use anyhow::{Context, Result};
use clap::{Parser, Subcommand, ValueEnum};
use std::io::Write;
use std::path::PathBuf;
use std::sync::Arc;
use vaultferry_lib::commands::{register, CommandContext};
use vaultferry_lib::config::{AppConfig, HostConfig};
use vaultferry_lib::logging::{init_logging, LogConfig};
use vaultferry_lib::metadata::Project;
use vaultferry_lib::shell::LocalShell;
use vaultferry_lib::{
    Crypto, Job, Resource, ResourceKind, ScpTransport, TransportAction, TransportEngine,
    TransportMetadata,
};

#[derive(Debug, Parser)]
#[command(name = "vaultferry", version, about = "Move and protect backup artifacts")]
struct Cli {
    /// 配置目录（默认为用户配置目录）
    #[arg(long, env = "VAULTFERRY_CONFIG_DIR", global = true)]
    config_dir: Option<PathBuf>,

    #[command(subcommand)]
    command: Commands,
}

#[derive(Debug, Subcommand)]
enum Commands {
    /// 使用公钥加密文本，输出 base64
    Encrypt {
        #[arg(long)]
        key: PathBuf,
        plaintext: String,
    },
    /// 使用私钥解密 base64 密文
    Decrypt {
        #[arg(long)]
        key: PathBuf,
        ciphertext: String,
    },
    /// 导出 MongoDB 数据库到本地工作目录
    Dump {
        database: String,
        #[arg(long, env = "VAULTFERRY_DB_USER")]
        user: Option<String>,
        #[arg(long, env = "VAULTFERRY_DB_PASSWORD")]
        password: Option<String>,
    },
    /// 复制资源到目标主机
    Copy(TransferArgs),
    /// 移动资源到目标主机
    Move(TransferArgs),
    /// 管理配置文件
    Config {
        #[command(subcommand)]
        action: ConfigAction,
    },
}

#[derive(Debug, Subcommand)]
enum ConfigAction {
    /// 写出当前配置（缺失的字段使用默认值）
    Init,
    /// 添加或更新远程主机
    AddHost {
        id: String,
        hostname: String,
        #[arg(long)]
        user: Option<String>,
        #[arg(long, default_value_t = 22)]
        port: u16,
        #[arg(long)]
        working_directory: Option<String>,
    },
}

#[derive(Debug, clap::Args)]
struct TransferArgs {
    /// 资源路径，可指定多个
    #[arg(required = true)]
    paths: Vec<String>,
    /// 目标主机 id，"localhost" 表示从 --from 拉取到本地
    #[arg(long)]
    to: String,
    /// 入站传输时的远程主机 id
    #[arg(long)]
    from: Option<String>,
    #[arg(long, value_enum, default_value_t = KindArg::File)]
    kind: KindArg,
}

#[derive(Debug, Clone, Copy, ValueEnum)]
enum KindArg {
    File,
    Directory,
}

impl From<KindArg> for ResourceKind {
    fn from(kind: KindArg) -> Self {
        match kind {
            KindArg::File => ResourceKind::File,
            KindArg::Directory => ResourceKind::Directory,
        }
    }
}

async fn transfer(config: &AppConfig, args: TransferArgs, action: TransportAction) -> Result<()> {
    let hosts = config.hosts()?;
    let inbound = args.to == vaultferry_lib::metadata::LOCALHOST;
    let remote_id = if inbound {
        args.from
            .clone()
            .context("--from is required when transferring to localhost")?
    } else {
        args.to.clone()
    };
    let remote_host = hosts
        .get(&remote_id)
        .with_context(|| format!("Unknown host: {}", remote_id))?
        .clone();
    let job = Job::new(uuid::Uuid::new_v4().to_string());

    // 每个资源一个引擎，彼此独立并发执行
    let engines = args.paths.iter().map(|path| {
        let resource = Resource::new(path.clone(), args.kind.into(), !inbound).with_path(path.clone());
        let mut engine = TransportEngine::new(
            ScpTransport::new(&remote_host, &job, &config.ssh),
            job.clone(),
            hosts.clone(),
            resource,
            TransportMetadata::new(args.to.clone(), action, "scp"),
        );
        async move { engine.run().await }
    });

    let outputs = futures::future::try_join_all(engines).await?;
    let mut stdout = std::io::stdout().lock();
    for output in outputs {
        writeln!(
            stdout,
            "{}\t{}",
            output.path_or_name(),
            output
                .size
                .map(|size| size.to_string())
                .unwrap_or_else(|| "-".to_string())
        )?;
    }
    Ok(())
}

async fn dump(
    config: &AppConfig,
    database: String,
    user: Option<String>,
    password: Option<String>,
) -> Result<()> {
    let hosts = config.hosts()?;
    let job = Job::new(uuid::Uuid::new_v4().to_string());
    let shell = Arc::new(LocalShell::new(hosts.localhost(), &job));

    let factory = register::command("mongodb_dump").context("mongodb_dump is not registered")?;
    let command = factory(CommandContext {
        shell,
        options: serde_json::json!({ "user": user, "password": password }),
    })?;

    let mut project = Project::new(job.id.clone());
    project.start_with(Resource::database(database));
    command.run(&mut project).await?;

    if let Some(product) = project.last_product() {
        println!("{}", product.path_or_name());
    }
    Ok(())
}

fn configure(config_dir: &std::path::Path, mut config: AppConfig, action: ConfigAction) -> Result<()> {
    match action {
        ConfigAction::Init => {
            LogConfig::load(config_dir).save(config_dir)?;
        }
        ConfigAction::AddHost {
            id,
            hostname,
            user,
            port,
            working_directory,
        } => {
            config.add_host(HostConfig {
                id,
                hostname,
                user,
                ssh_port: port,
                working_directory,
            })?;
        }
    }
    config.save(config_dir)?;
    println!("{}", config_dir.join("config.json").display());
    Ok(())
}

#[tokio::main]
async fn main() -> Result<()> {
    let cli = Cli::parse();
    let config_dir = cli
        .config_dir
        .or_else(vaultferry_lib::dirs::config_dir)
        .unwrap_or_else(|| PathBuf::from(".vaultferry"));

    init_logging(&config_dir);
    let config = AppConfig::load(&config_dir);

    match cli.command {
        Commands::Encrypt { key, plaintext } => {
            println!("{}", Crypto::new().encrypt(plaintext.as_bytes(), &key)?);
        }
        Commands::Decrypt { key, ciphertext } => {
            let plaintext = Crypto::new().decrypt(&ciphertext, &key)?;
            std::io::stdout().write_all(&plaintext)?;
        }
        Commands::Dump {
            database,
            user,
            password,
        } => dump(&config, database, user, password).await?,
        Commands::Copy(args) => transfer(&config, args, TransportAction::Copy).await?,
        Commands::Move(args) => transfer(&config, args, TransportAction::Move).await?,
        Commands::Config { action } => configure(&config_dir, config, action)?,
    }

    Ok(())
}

----------

> _Task objective_: Write out each entry again, word for word.

> _Answer box_:
use anyhow::{Context, Result};
use clap::{Parser, Subcommand, ValueEnum};
use std::io::Write;
use std::path::PathBuf;
use std::sync::Arc;
use vaultferry_lib::commands::{register, CommandContext};
use vaultferry_lib::config::{AppConfig, HostConfig};
use vaultferry_lib::logging::{init_logging, LogConfig};
use vaultferry_lib::metadata::Project;
use vaultferry_lib::shell::LocalShell;
use vaultferry_lib::{
    Crypto, Job, Resource, ResourceKind, ScpTransport, TransportAction, TransportEngine,
    TransportMetadata,
};

#[derive(Debug, Parser)]
#[command(name = "vaultferry", version, about = "Move and protect backup artifacts")]
struct Cli {
    /// 配置目录（默认为用户配置目录）
    #[arg(long, env = "VAULTFERRY_CONFIG_DIR", global = true)]
    config_dir: Option<PathBuf>,

    #[command(subcommand)]
    command: Commands,
}

#[derive(Debug, Subcommand)]
enum Commands {
    /// 使用公钥加密文本，输出 base64
    Encrypt {
        #[arg(long)]
        key: PathBuf,
        plaintext: String,
    },
    /// 使用私钥解密 base64 密文
    Decrypt {
        #[arg(long)]
        key: PathBuf,
        ciphertext: String,
    },
    /// 导出 MongoDB 数据库到本地工作目录
    Dump {
        database: String,
        #[arg(long, env = "VAULTFERRY_DB_USER")]
        user: Option<String>,
        #[arg(long, env = "VAULTFERRY_DB_PASSWORD")]
        password: Option<String>,
    },
    /// 复制资源到目标主机
    Copy(TransferArgs),
    /// 移动资源到目标主机
    Move(TransferArgs),
    /// 管理配置文件
    Config {
        #[command(subcommand)]
        action: ConfigAction,
    },
}

#[derive(Debug, Subcommand)]
enum ConfigAction {
    /// 写出当前配置（缺失的字段使用默认值）
    Init,
    /// 添加或更新远程主机
    AddHost {
        id: String,
        hostname: String,
        #[arg(long)]
        user: Option<String>,
        #[arg(long, default_value_t = 22)]
        port: u16,
        #[arg(long)]
        working_directory: Option<String>,
    },
}

#[derive(Debug, clap::Args)]
struct TransferArgs {
    /// 资源路径，可指定多个
    #[arg(required = true)]
    paths: Vec<String>,
    /// 目标主机 id，"localhost" 表示从 --from 拉取到本地
    #[arg(long)]
    to: String,
    /// 入站传输时的远程主机 id
    #[arg(long)]
    from: Option<String>,
    #[arg(long, value_enum, default_value_t = KindArg::File)]
    kind: KindArg,
}

#[derive(Debug, Clone, Copy, ValueEnum)]
enum KindArg {
    File,
    Directory,
}

impl From<KindArg> for ResourceKind {
    fn from(kind: KindArg) -> Self {
        match kind {
            KindArg::File => ResourceKind::File,
            KindArg::Directory => ResourceKind::Directory,
        }
    }
}

async fn transfer(config: &AppConfig, args: TransferArgs, action: TransportAction) -> Result<()> {
    let hosts = config.hosts()?;
    let inbound = args.to == vaultferry_lib::metadata::LOCALHOST;
    let remote_id = if inbound {
        args.from
            .clone()
            .context("--from is required when transferring to localhost")?
    } else {
        args.to.clone()
    };
    let remote_host = hosts
        .get(&remote_id)
        .with_context(|| format!("Unknown host: {}", remote_id))?
        .clone();
    let job = Job::new(uuid::Uuid::new_v4().to_string());

    // 每个资源一个引擎，彼此独立并发执行
    let engines = args.paths.iter().map(|path| {
        let resource = Resource::new(path.clone(), args.kind.into(), !inbound).with_path(path.clone());
        let mut engine = TransportEngine::new(
            ScpTransport::new(&remote_host, &job, &config.ssh),
            job.clone(),
            hosts.clone(),
            resource,
            TransportMetadata::new(args.to.clone(), action, "scp"),
        );
        async move { engine.run().await }
    });

    let outputs = futures::future::try_join_all(engines).await?;
    let mut stdout = std::io::stdout().lock();
    for output in outputs {
        writeln!(
            stdout,
            "{}\t{}",
            output.path_or_name(),
            output
                .size
                .map(|size| size.to_string())
                .unwrap_or_else(|| "-".to_string())
        )?;
    }
    Ok(())
}

async fn dump(
    config: &AppConfig,
    database: String,
    user: Option<String>,
    password: Option<String>,
) -> Result<()> {
    let hosts = config.hosts()?;
    let job = Job::new(uuid::Uuid::new_v4().to_string());
    let shell = Arc::new(LocalShell::new(hosts.localhost(), &job));

    let factory = register::command("mongodb_dump").context("mongodb_dump is not registered")?;
    let command = factory(CommandContext {
        shell,
        options: serde_json::json!({ "user": user, "password": password }),
    })?;

    let mut project = Project::new(job.id.clone());
    project.start_with(Resource::database(database));
    command.run(&mut project).await?;

    if let Some(product) = project.last_product() {
        println!("{}", product.path_or_name());
    }
    Ok(())
}

fn configure(config_dir: &std::path::Path, mut config: AppConfig, action: ConfigAction) -> Result<()> {
    match action {
        ConfigAction::Init => {
            LogConfig::load(config_dir).save(config_dir)?;
        }
        ConfigAction::AddHost {
            id,
            hostname,
            user,
            port,
            working_directory,
        } => {
            config.add_host(HostConfig {
                id,
                hostname,
                user,
                ssh_port: port,
                working_directory,
            })?;
        }
    }
    config.save(config_dir)?;
    println!("{}", config_dir.join("config.json").display());
    Ok(())
}

#[tokio::main]
async fn main() -> Result<()> {
    let cli = Cli::parse();
    let config_dir = cli
        .config_dir
        .or_else(vaultferry_lib::dirs::config_dir)
        .unwrap_or_else(|| PathBuf::from(".vaultferry"));

    init_logging(&config_dir);
    let config = AppConfig::load(&config_dir);

    match cli.command {
        Commands::Encrypt { key, plaintext } => {
            println!("{}", Crypto::new().encrypt(plaintext.as_bytes(), &key)?);
        }
        Commands::Decrypt { key, ciphertext } => {
            let plaintext = Crypto::new().decrypt(&ciphertext, &key)?;
            std::io::stdout().write_all(&plaintext)?;
        }
        Commands::Dump {
            database,
            user,
            password,
        } => dump(&config, database, user, password).await?,
        Commands::Copy(args) => transfer(&config, args, TransportAction::Copy).await?,
        Commands::Move(args) => transfer(&config, args, TransportAction::Move).await?,
        Commands::Config { action } => configure(&config_dir, config, action)?,
    }

    Ok(())
}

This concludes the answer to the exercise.